ACTIVITY
The word "InvalidArguments" occurs in some of the lines below; copy each of those lines.

● ● ● ● ● ● ●

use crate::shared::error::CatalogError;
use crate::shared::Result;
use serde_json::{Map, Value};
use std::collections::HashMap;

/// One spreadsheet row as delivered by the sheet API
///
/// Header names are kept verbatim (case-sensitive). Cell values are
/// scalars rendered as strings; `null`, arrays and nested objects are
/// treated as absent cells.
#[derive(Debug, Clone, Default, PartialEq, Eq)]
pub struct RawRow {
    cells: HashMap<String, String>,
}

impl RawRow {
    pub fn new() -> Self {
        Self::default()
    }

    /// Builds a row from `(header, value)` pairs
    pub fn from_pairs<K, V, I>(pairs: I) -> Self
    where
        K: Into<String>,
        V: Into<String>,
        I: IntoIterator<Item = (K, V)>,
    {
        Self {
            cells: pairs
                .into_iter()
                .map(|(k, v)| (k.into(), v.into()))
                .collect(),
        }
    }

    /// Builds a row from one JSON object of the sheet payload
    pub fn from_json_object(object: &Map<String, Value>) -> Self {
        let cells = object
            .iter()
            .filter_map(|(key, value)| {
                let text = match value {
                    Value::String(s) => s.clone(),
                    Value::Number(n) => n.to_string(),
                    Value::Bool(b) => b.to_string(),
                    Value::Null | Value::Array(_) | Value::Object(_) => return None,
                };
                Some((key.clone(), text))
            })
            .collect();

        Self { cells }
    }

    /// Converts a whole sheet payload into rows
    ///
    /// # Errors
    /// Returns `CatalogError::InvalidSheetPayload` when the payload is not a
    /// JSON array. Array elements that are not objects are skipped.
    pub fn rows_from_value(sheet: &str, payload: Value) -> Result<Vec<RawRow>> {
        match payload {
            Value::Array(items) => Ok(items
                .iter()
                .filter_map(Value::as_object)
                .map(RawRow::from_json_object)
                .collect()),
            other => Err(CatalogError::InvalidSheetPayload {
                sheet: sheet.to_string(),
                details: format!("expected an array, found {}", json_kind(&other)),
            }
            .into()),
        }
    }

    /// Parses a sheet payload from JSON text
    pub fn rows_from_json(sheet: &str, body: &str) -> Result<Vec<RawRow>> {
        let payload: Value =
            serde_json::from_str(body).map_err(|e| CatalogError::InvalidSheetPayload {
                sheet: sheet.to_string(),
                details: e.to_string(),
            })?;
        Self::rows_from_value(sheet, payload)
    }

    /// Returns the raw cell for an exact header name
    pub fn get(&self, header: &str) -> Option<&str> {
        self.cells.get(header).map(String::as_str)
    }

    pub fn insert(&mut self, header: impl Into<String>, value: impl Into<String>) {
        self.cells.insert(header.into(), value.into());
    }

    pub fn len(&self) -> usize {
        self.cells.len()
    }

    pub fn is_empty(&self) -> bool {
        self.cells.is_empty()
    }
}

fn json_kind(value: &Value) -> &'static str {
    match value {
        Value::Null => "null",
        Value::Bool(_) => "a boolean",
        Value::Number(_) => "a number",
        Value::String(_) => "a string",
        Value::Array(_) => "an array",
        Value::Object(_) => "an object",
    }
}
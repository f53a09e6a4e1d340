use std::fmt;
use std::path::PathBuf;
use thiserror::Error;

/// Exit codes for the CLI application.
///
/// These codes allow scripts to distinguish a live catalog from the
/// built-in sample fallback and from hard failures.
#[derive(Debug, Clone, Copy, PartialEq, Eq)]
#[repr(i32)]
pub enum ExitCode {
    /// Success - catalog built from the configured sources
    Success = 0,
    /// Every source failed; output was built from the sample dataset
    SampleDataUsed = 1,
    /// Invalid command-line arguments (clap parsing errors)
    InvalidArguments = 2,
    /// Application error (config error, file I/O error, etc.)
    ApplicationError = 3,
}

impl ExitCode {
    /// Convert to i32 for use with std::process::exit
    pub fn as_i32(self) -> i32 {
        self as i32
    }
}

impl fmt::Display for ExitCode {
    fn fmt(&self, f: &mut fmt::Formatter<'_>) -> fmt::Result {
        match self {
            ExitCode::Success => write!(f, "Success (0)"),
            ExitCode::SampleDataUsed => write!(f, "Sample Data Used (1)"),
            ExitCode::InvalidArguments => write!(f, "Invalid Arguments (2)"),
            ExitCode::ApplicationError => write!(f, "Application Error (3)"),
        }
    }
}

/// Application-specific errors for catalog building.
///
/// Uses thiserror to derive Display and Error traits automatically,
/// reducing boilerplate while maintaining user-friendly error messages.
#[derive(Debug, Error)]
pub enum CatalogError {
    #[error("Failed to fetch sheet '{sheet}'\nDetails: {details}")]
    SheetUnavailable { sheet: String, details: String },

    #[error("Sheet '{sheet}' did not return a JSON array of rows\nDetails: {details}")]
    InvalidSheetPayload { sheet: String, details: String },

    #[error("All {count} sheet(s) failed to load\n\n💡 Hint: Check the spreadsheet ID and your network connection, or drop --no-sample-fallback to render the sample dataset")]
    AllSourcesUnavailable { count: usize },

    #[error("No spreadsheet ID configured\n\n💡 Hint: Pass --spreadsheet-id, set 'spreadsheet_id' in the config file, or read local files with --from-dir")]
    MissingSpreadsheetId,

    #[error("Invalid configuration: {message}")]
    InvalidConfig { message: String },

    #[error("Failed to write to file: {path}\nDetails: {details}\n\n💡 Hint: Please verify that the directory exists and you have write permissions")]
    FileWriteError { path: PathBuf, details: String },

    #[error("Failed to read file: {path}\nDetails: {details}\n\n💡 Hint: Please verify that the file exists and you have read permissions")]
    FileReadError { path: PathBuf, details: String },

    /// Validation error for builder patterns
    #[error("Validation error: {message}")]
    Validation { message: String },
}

● ● ● ● ● ● ●

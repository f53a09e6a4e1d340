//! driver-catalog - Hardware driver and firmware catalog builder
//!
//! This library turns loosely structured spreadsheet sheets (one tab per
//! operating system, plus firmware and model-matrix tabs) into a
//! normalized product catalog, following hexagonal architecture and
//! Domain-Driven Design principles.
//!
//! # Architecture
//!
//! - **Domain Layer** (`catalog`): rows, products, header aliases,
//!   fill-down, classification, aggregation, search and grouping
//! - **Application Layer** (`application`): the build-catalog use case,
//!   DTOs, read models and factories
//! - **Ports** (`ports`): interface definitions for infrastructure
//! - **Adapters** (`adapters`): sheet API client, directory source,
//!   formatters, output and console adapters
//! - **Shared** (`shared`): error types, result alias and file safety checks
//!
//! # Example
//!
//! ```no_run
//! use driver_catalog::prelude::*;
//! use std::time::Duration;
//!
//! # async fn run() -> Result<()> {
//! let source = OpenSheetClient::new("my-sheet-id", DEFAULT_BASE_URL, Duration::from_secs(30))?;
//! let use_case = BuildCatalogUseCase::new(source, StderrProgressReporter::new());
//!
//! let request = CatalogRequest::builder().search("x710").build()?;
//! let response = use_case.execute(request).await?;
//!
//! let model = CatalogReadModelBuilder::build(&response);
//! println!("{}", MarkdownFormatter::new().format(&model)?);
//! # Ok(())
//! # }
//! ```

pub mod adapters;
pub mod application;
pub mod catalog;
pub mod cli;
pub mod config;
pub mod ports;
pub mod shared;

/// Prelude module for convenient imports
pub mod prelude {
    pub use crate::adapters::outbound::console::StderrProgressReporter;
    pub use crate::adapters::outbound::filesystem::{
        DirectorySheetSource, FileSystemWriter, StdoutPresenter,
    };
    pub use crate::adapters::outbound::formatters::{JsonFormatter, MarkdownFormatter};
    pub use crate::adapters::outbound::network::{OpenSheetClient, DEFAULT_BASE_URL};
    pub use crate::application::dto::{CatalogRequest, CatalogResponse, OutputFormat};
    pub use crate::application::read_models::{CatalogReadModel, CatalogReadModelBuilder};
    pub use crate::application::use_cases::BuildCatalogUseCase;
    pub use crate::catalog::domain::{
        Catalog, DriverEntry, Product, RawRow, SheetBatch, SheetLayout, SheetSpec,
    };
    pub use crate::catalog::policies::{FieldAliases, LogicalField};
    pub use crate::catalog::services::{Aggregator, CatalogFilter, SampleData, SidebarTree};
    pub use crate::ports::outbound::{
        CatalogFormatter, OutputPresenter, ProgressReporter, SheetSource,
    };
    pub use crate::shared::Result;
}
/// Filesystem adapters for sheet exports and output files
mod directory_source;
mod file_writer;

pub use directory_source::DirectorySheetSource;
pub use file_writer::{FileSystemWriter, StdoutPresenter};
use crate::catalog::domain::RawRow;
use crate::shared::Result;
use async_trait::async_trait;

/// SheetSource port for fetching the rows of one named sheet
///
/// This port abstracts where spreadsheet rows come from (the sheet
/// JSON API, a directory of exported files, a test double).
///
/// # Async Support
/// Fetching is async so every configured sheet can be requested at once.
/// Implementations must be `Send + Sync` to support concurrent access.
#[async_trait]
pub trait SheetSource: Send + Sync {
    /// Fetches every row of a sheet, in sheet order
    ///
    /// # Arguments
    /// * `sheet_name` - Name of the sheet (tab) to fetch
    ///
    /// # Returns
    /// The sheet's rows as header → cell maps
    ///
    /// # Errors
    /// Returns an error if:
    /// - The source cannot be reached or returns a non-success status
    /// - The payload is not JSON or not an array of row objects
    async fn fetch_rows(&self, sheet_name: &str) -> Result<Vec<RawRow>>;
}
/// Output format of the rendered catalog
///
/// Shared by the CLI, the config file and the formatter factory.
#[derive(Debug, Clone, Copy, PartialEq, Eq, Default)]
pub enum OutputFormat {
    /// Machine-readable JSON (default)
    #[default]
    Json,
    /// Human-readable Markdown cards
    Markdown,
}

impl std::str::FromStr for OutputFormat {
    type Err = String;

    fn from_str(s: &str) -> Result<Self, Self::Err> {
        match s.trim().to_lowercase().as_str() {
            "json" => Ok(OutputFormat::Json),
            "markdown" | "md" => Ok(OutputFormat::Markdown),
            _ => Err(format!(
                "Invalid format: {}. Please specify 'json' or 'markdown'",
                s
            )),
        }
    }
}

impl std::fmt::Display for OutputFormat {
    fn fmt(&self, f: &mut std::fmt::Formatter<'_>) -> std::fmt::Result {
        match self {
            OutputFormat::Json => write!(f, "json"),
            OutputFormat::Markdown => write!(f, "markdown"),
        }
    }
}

● ● ● ● ● ● ●

ANSWER TO THIS EXERCISE
    InvalidArguments = 2,
            ExitCode::InvalidArguments => write!(f, "Invalid Arguments (2)"),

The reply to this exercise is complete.